The Breda like many of her contemporaries, was requisitioned for war duties in the early days of World War Two from her owners, the Royal Netherlands Steamship Company. On the 12th December, 1940 she left London, with a crew of forty two aboard, bound for Mombassa, Bombay and Karachi and steamed north for the Lynn of Lorne. En route, on the 14th, she joined up a with number of other merchantmen in a convoy assembled at Southend. On board she had a valuable cargo including 3 Hawker Biplanes, 30 De Havilland Tiger Moths, military vehicles, cement and a huge range of other general cargo plus 10 horses thought to belong to the Aga Khan. She reached Oban eight days later and anchored to await the departure of the convoy which, to avoid the U Boats lying in wait in the eastern Atlantic, was planned to sail west almost across the ocean before turning south for the Cape of Good Hope.
In the early evening of the 23rd the crew heard the dreaded noise of two German Heinkel 111 bombers overhead and, before they could man the anti aircraft guns, one of the German planes dropped a stick of bombs which, although they were perfectly aimed, straddled the Breda without a direct hit. The effect was almost as bad as a direct hit. The bombs exploded on either side of the ship and the shock of the explosion caused serious damage to a water inlet pipe. Soon she was taking water heavily which quickly killed the engines and ship’s electric’s. The Heinkels turned for home but, for the Breda, the damage was done.
Captain Fooy lowered the ship’s boat and put off the twelve passengers aboard before he began a brave attempt to save his ship by running her ashore on the shallow shelf on the east shore of Ardmucknish Bay. An Admiralty tug came alongside and took on a line to begin the slow pull towards the shore and safety. Each inch of the way the Breda was gradually sinking deeper into the water but two hours later, they made it – just! She settled on the seabed at the edge of the shelving bottom some 600 hundred yards from the shore with her bow safely in the shallows. Her stern was completely submerged and her decks were awash forward to the forecastle. Finally, at about 8:30 pm, nearly three hours after the bomber attack the last crewmen aboard abandoned ship, having let the horses swim for their own lives to the shore.
The salvage of her cargo began immediately the next day but the unpredictable Scottish winter weather was to have the last word. Later on that same day she slipped of the shelving seabed and sank. Surprisingly almost no salvage was attempted and up till 1961 she lay undisturbed with her mast still showing above the surface. That year the Royal Navy swept her with a wire to a depth of 28 feet. Only a few years later she was introduced to her new friends – the sub aqua diver – she was to become one of the best known wrecks in the United Kingdom. There are few British divers’ logbooks that don’t contain the name of the SS Breda.
The Wreck Today
The Breda was heavily salvaged during the 1960s and ’70s but still remains an impressive wreck. She sits upright on the gently sloping seabed of Ardmucknish Bay in position 56°28.558’N, 005°25.093’W (GPS). Her bow lies in 24 metres with her stern somewhat deeper in around 30 metres but her deck is some 6 – 8 metres shallower than the seabed making her one of the shallowest intact wrecks in Scottish waters.

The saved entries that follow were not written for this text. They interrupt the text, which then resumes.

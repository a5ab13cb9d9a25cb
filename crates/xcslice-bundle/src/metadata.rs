//! Resolution result.

use crate::manifest::BundleManifest;
use crate::matcher::SelectedSlice;
use serde::Serialize;
use std::path::PathBuf;
use xcslice_core::{LinkingKind, Status};

/// Everything a build system needs to consume one bundle.
///
/// Produced fresh by every resolution; holds no references back into the
/// resolver.
#[derive(Debug, Clone, PartialEq, Eq, Serialize)]
pub struct ResolvedMetadata {
    /// Bundle root.
    pub path: PathBuf,

    /// Decoded manifest.
    pub manifest: BundleManifest,

    /// Binary of the selected slice; existed when resolved.
    pub primary_binary_path: PathBuf,

    /// Linking kind of the selected slice.
    pub linking: LinkingKind,

    /// Mergeable flag of the selected slice.
    pub mergeable: bool,

    /// Caller-supplied status, echoed unchanged.
    pub status: Status,

    /// Byte-wise smallest macro binary across all slices.
    #[serde(skip_serializing_if = "Option::is_none")]
    pub macro_path: Option<PathBuf>,
}

/// Combines the outputs of one resolution into [`ResolvedMetadata`].
#[derive(Debug, Default, Clone, Copy)]
pub struct MetadataAssembler;

impl MetadataAssembler {
    #[must_use]
    pub fn assemble(
        path: PathBuf,
        manifest: BundleManifest,
        selected: SelectedSlice,
        macro_path: Option<PathBuf>,
        status: Status,
    ) -> ResolvedMetadata {
        ResolvedMetadata {
            path,
            manifest,
            primary_binary_path: selected.binary_path,
            linking: selected.linking,
            mergeable: selected.mergeable,
            status,
            macro_path,
        }
    }
}
//! Process-wide control over the installed log level

use once_cell::sync::OnceCell;
use thiserror::Error;
use tracing_subscriber::filter::LevelFilter;
use tracing_subscriber::{Registry, reload};

type FilterHandle = reload::Handle<LevelFilter, Registry>;

/// Failure to install or adjust the stderr subscriber
#[derive(Error, Debug, PartialEq, Eq)]
pub enum LoggingError {
    /// [`init_logging`](crate::init_logging) has not installed a subscriber
    #[error("logging is not initialized")]
    NotInitialized,

    /// Another global subscriber was installed first
    #[error("a different global subscriber is already installed")]
    ForeignSubscriber,

    /// The subscriber owning the filter has been dropped
    #[error("failed to change log level: {0}")]
    Reload(String),
}

/// Level filter of the subscriber installed by [`init_logging`](crate::init_logging)
///
/// Filled at most once. Front ends start logging before their configuration
/// is read and use [`set_level`](Self::set_level) once it is.
pub struct ReloadHandle {
    slot: OnceCell<FilterHandle>,
}

impl ReloadHandle {
    pub const fn new() -> Self {
        Self {
            slot: OnceCell::new(),
        }
    }

    /// Handle used by [`init_logging`](crate::init_logging)
    pub fn global() -> &'static ReloadHandle {
        static GLOBAL: ReloadHandle = ReloadHandle::new();
        &GLOBAL
    }

    /// Store the filter handle; `false` if one was already stored
    pub fn install(&self, handle: FilterHandle) -> bool {
        self.slot.set(handle).is_ok()
    }

    pub fn is_installed(&self) -> bool {
        self.slot.get().is_some()
    }

    /// Level currently applied, if a filter is installed and still alive
    pub fn current_level(&self) -> Option<LevelFilter> {
        self.slot.get()?.clone_current()
    }

    /// Replace the level of the installed filter
    pub fn set_level(&self, level: LevelFilter) -> Result<(), LoggingError> {
        let handle = self.slot.get().ok_or(LoggingError::NotInitialized)?;
        handle
            .reload(level)
            .map_err(|e| LoggingError::Reload(e.to_string()))?;
        tracing::debug!("Log level set to {}", level);
        Ok(())
    }
}

impl Default for ReloadHandle {
    fn default() -> Self {
        Self::new()
    }
}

The efforts of the salvage divers have caused havoc around the engineroom area and the superstructure has long since disappeared but otherwise she is complete. The main attraction of the Breda are her 5 cavernous cargo holds still brimming with interesting artifacts and objects including the remains of her cargo of aircraft in holds 2 and 3. The aircraft are often missed, as only the metal frames remain, lying on the starboard side of hold 2 and forward and to the starboard of hold 3. Another interesting recent find has been huge piles of Indian paper rupees in the rear starboard section of hold 4. The stern section is the most complete and is beautifully covered in dead men’s fingers and coloured anemonae.
Link to Teledyne Reson multibeam sonar survey of the Breda undertaken in 2010, it shows incredible detail of the wrecks layout and condition well as all the debris on the surrounding seabed.
Diving on the Breda is easy and as safe as any wreck dive could be. She is almost always buoyed so finding her should be simple. Ardmucknish Bay is sheltered from the worst of the weather and is not subject to strong tides. Only potential problem is overcrowding! She is a very popular wreck.